Terry Slavin reports on how falling costs, technology breakthroughs to allow wind energy to be produced far out at sea, and growing demand for green hydrogen are driving a rapid expansion in ocean-based power production

Oceans are critical in the battle against climate change, absorbing 25%-30% of annual CO2 emissions, but it is a role that is being undermined as oceans warm and become more acidic. In the future, scientists say, the greatest CO2 mitigation potential will have to be found not in the depths of the oceans, but in what lies on top: renewable energy installations like offshore wind, wave and tidal energy and floating solar arrays.

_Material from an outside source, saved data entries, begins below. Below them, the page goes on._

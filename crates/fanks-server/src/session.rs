//! Signed, client-held sessions.
//!
//! A token is `<base64url(JSON claims)>.<hex HMAC-SHA256 of the first part>`.
//! Nothing is kept server-side, so a token stays valid until it expires even
//! after the browser drops the cookie.

use std::sync::Arc;

use anyhow::{Context, Result};
use axum_extra::extract::cookie::{Cookie, CookieJar, SameSite};
use base64::{engine::general_purpose::URL_SAFE_NO_PAD, Engine as _};
use hmac::{Hmac, Mac};
use serde::{Deserialize, Serialize};
use sha2::Sha256;
use tracing::debug;
use zeroize::{Zeroize, ZeroizeOnDrop};

use crate::store::{Role, UserRecord};

pub const SESSION_COOKIE: &str = "session";
/// One year.
pub const SESSION_MAX_AGE_SECS: i64 = 365 * 24 * 60 * 60;
/// Tolerated clock skew for tokens issued "in the future".
const FUTURE_SKEW_SECS: i64 = 60;

type HmacSha256 = Hmac<Sha256>;

/// Snapshot of a user taken at sign-in.
#[derive(Debug, Clone, PartialEq, Eq, Serialize, Deserialize)]
#[serde(rename_all = "camelCase")]
pub struct SessionUser {
    pub id: u64,
    pub name: String,
    pub email: String,
    pub role: Role,
    pub created_at: i64,
}

impl From<&UserRecord> for SessionUser {
    fn from(u: &UserRecord) -> Self {
        Self {
            id: u.id,
            name: u.name.clone(),
            email: u.email.clone(),
            role: u.role,
            created_at: u.created_at,
        }
    }
}

#[derive(Serialize, Deserialize)]
#[serde(rename_all = "camelCase")]
struct Claims {
    #[serde(flatten)]
    user: SessionUser,
    issued_at: i64,
}

#[derive(Zeroize, ZeroizeOnDrop)]
struct SigningKey(Vec<u8>);

/// Issues and verifies session tokens and builds the matching cookies.
#[derive(Clone)]
pub struct SessionManager {
    key: Arc<SigningKey>,
    max_age_secs: i64,
}

impl SessionManager {
    pub fn new(secret: &[u8]) -> Result<Self> {
        if secret.is_empty() {
            anyhow::bail!("session secret must not be empty");
        }
        Ok(Self {
            key: Arc::new(SigningKey(secret.to_vec())),
            max_age_secs: SESSION_MAX_AGE_SECS,
        })
    }

    #[cfg(test)]
    pub fn with_max_age(mut self, secs: i64) -> Self {
        self.max_age_secs = secs;
        self
    }

    pub fn create(&self, user: &SessionUser) -> Result<String> {
        self.create_at(user, now())
    }

    pub fn create_at(&self, user: &SessionUser, issued_at: i64) -> Result<String> {
        let claims = Claims {
            user: user.clone(),
            issued_at,
        };
        let json = serde_json::to_vec(&claims).context("serialize session")?;
        let payload = URL_SAFE_NO_PAD.encode(json);
        let tag = self.sign(&payload);
        Ok(format!("{payload}.{tag}"))
    }

    pub fn resolve(&self, token: &str) -> Option<SessionUser> {
        self.resolve_at(token, now())
    }

    /// Verify `token` as of `now`. Anything short of a well-formed, correctly
    /// signed, unexpired token resolves to `None`.
    pub fn resolve_at(&self, token: &str, now: i64) -> Option<SessionUser> {
        let (payload, tag) = token.split_once('.')?;
        let expected = self.sign(payload);
        if !constant_time_eq::constant_time_eq(expected.as_bytes(), tag.as_bytes()) {
            debug!("session tag mismatch");
            return None;
        }

        let json = URL_SAFE_NO_PAD.decode(payload).ok()?;
        let claims: Claims = serde_json::from_slice(&json).ok()?;
        if claims.issued_at > now + FUTURE_SKEW_SECS {
            debug!(user_id = claims.user.id, "session issued in the future");
            return None;
        }
        if now - claims.issued_at > self.max_age_secs {
            debug!(user_id = claims.user.id, "session expired");
            return None;
        }
        Some(claims.user)
    }

    /// Resolve the `session` cookie of an incoming request, if any.
    pub fn resolve_jar(&self, jar: &CookieJar) -> Option<SessionUser> {
        let cookie = jar.get(SESSION_COOKIE)?;
        if cookie.value().is_empty() {
            return None;
        }
        self.resolve(cookie.value())
    }

    pub fn cookie(&self, token: String) -> Cookie<'static> {
        Cookie::build((SESSION_COOKIE, token))
            .path("/")
            .http_only(true)
            .same_site(SameSite::Lax)
            .max_age(time::Duration::seconds(self.max_age_secs))
            .build()
    }

    /// A cookie that makes the browser drop its session.
    pub fn invalidate(&self) -> Cookie<'static> {
        Cookie::build((SESSION_COOKIE, ""))
            .path("/")
            .http_only(true)
            .same_site(SameSite::Lax)
            .max_age(time::Duration::ZERO)
            .expires(time::OffsetDateTime::UNIX_EPOCH)
            .build()
    }

    fn sign(&self, payload: &str) -> String {
        let mut mac =
            HmacSha256::new_from_slice(&self.key.0).expect("HMAC accepts any key length");
        mac.update(payload.as_bytes());
        hex::encode(mac.finalize().into_bytes())
    }
}

fn now() -> i64 {
    chrono::Utc::now().timestamp()
}
use serde::{Deserialize, Serialize};

/// Account role. The first account ever registered is the admin.
#[derive(Debug, Clone, Copy, Serialize, Deserialize, PartialEq, Eq)]
#[serde(rename_all = "lowercase")]
pub enum Role {
    Admin,
    User,
}

impl Role {
    pub fn as_str(&self) -> &'static str {
        match self {
            Self::Admin => "admin",
            Self::User => "user",
        }
    }
}

impl std::fmt::Display for Role {
    fn fmt(&self, f: &mut std::fmt::Formatter<'_>) -> std::fmt::Result {
        f.write_str(self.as_str())
    }
}

/// Stored in redb as bincode-encoded bytes, keyed by `id`.
/// All timestamps are Unix seconds.
#[derive(Debug, Clone, Serialize, Deserialize, PartialEq)]
pub struct UserRecord {
    pub id: u64,
    pub name: String,
    /// Normalized (parsed, lowercased) address. Unique among live users.
    pub email: String,
    /// Argon2id PHC string.
    pub password_hash: String,
    pub role: Role,
    pub created_at: i64,
    pub updated_at: Option<i64>,
    pub deleted_at: Option<i64>,
}

impl UserRecord {
    pub fn is_deleted(&self) -> bool {
        self.deleted_at.is_some()
    }
}

/// Input for [`crate::store::Store::create_user`].
#[derive(Debug, Clone)]
pub struct NewUser {
    pub name: String,
    pub email: String,
    pub password_hash: String,
    pub role: Role,
}

#[derive(Debug, Clone, Serialize, Deserialize, PartialEq)]
pub struct NoteRecord {
    pub id: u64,
    pub user_id: u64,
    pub content: String,
    pub created_at: i64,
    pub updated_at: Option<i64>,
    pub deleted_at: Option<i64>,
}

impl NoteRecord {
    pub fn is_deleted(&self) -> bool {
        self.deleted_at.is_some()
    }
}

/// A live note joined with its author's display name.
#[derive(Debug, Clone, PartialEq)]
pub struct FeedEntry {
    pub note: NoteRecord,
    pub author_name: String,
}

/// A browser push endpoint registered by a user.
#[derive(Debug, Clone, Serialize, Deserialize, PartialEq)]
pub struct PushSubscriptionRecord {
    pub id: u64,
    pub user_id: u64,
    pub endpoint: String,
    /// Base64url P-256 public key of the user agent.
    pub p256dh: String,
    /// Base64url authentication secret.
    pub auth: String,
    /// The key bundle exactly as the browser sent it, serialized as JSON.
    pub keys: String,
    pub created_at: i64,
}

/// Input for [`crate::store::Store::save_subscription`].
#[derive(Debug, Clone)]
pub struct NewSubscription {
    pub endpoint: String,
    pub p256dh: String,
    pub auth: String,
    pub keys: String,
}

/// A live user together with every push endpoint they registered.
#[derive(Debug, Clone)]
pub struct UserWithSubscriptions {
    pub user: UserRecord,
    pub subscriptions: Vec<PushSubscriptionRecord>,
}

The High Level Panel for a Sustainable Ocean Economy envisages ocean-based renewable energy will account for 5.4 GtCOe (gigatons of CO2 equivalent) of the 11.8 GtCO2e mitigation potential of the oceans by 2050, delivering one fifth of the cuts necessary to help keeping global temperature rises below 1.5C.

That is almost as much as all other ocean-based climate solutions the panel cites combined. And much of the heavy lifting will come down to one technology: offshore wind.

The 1,400GW target for wind is ambitious but absolutely doable

Offshore wind today only accounts for 0.3% of power generation globally, with a total installed capacity of 29GW. But that is literally a drop in the ocean of its potential, according to the IEA, which says there is enough offshore wind resource globally to meet total global electricity demand 18 times over.

And the industry is scaling up rapidly, amid dramatic falls in cost, increases in turbine sizes, and recognition in Europe of its critical role in fostering a green hydrogen economy (see below).

BloombergNEF reported last month that offshore wind had defied the Covid-19 downturn, seeing $35bn investment in the first half of this year, up 319% on the previous year, with green lights given to 28 sea-based windfarms, including the 1.5GW Vattenfall Hollandse Zuid project off the coast of the Netherlands, the 1.1GW SSE Seagreen project in the UK, and 17 projects in China, where investors rushed to take advantage of a feed-in tariff due to expire at the end of 2021.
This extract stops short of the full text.